- [Exercise goal] Would you return the entries below word for word?

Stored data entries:

§

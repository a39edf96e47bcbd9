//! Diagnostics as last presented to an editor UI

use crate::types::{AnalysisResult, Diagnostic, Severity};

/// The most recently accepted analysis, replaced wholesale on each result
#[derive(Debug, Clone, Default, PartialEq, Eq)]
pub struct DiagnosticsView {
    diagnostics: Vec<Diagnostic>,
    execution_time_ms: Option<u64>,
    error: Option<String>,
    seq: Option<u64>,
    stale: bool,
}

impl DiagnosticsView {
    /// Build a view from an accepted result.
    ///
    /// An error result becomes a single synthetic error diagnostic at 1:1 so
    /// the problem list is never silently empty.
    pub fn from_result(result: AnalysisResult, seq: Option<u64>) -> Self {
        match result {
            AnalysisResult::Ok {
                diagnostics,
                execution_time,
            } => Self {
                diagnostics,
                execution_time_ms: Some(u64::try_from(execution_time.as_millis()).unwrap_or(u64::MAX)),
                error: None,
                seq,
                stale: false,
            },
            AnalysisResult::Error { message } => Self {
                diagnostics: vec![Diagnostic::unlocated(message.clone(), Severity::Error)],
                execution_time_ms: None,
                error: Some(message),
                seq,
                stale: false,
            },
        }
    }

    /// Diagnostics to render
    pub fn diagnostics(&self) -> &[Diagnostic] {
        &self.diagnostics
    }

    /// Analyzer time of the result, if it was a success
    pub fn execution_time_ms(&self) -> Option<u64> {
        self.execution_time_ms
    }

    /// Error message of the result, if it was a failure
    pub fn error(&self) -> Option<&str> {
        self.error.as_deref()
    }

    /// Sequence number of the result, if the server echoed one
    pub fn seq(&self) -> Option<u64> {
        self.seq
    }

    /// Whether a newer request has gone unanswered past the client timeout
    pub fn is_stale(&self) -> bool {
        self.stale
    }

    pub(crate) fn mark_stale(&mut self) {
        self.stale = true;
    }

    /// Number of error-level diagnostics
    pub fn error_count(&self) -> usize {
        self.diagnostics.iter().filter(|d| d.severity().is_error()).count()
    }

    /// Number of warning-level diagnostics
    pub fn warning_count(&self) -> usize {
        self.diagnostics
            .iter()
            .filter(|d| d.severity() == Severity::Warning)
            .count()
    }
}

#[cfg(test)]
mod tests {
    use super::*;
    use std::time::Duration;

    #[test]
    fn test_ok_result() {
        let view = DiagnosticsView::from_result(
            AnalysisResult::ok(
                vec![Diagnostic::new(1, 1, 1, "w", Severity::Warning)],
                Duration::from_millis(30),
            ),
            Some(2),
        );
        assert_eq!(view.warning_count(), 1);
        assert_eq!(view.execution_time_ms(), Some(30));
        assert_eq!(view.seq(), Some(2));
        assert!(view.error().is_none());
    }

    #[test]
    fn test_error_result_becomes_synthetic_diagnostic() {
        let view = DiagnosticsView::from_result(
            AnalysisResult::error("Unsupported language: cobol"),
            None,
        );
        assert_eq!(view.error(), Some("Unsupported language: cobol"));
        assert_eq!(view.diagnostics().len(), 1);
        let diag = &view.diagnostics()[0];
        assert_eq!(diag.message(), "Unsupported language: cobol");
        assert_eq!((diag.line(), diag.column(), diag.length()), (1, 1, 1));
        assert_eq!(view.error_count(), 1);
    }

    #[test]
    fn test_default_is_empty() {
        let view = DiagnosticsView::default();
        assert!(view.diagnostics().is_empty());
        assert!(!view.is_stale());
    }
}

§

- [The completed task]
repository a39edf96e47bcbd9
//! Diagnostics as last presented to an editor UI

use crate::types::{AnalysisResult, Diagnostic, Severity};

/// The most recently accepted analysis, replaced wholesale on each result
#[derive(Debug, Clone, Default, PartialEq, Eq)]
pub struct DiagnosticsView {
    diagnostics: Vec<Diagnostic>,
    execution_time_ms: Option<u64>,
    error: Option<String>,
    seq: Option<u64>,
    stale: bool,
}

impl DiagnosticsView {
    /// Build a view from an accepted result.
    ///
    /// An error result becomes a single synthetic error diagnostic at 1:1 so
    /// the problem list is never silently empty.
    pub fn from_result(result: AnalysisResult, seq: Option<u64>) -> Self {
        match result {
            AnalysisResult::Ok {
                diagnostics,
                execution_time,
            } => Self {
                diagnostics,
                execution_time_ms: Some(u64::try_from(execution_time.as_millis()).unwrap_or(u64::MAX)),
                error: None,
                seq,
                stale: false,
            },
            AnalysisResult::Error { message } => Self {
                diagnostics: vec![Diagnostic::unlocated(message.clone(), Severity::Error)],
                execution_time_ms: None,
                error: Some(message),
                seq,
                stale: false,
            },
        }
    }

    /// Diagnostics to render
    pub fn diagnostics(&self) -> &[Diagnostic] {
        &self.diagnostics
    }

    /// Analyzer time of the result, if it was a success
    pub fn execution_time_ms(&self) -> Option<u64> {
        self.execution_time_ms
    }

    /// Error message of the result, if it was a failure
    pub fn error(&self) -> Option<&str> {
        self.error.as_deref()
    }

    /// Sequence number of the result, if the server echoed one
    pub fn seq(&self) -> Option<u64> {
        self.seq
    }

    /// Whether a newer request has gone unanswered past the client timeout
    pub fn is_stale(&self) -> bool {
        self.stale
    }

    pub(crate) fn mark_stale(&mut self) {
        self.stale = true;
    }

    /// Number of error-level diagnostics
    pub fn error_count(&self) -> usize {
        self.diagnostics.iter().filter(|d| d.severity().is_error()).count()
    }

    /// Number of warning-level diagnostics
    pub fn warning_count(&self) -> usize {
        self.diagnostics
            .iter()
            .filter(|d| d.severity() == Severity::Warning)
            .count()
    }
}

#[cfg(test)]
mod tests {
    use super::*;
    use std::time::Duration;

    #[test]
    fn test_ok_result() {
        let view = DiagnosticsView::from_result(
            AnalysisResult::ok(
                vec![Diagnostic::new(1, 1, 1, "w", Severity::Warning)],
                Duration::from_millis(30),
            ),
            Some(2),
        );
        assert_eq!(view.warning_count(), 1);
        assert_eq!(view.execution_time_ms(), Some(30));
        assert_eq!(view.seq(), Some(2));
        assert!(view.error().is_none());
    }

    #[test]
    fn test_error_result_becomes_synthetic_diagnostic() {
        let view = DiagnosticsView::from_result(
            AnalysisResult::error("Unsupported language: cobol"),
            None,
        );
        assert_eq!(view.error(), Some("Unsupported language: cobol"));
        assert_eq!(view.diagnostics().len(), 1);
        let diag = &view.diagnostics()[0];
        assert_eq!(diag.message(), "Unsupported language: cobol");
        assert_eq!((diag.line(), diag.column(), diag.length()), (1, 1, 1));
        assert_eq!(view.error_count(), 1);
    }

    #[test]
    fn test_default_is_empty() {
        let view = DiagnosticsView::default();
        assert!(view.diagnostics().is_empty());
        assert!(!view.is_stale());
    }
}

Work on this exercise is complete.